(Beginning of Extracted material)

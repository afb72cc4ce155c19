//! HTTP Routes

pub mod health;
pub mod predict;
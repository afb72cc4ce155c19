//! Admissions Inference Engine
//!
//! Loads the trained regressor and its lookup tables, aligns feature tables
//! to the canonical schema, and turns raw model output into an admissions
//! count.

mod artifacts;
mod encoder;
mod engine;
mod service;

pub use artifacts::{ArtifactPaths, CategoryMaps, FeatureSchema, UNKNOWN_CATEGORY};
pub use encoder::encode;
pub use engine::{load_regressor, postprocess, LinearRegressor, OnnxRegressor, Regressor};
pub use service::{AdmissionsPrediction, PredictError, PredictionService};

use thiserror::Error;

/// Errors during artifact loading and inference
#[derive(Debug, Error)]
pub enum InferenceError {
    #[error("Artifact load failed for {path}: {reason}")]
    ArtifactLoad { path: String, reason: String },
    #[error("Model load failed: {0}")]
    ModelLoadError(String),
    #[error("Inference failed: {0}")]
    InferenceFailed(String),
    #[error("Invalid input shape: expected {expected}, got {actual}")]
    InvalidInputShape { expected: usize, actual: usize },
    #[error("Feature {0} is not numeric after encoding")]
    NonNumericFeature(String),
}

(End of Extracted material)

Task description: Search the entries above for "expected". Show every line that has it.

Finished task:
    #[error("Invalid input shape: expected {expected}, got {actual}")]
    InvalidInputShape { expected: usize, actual: usize },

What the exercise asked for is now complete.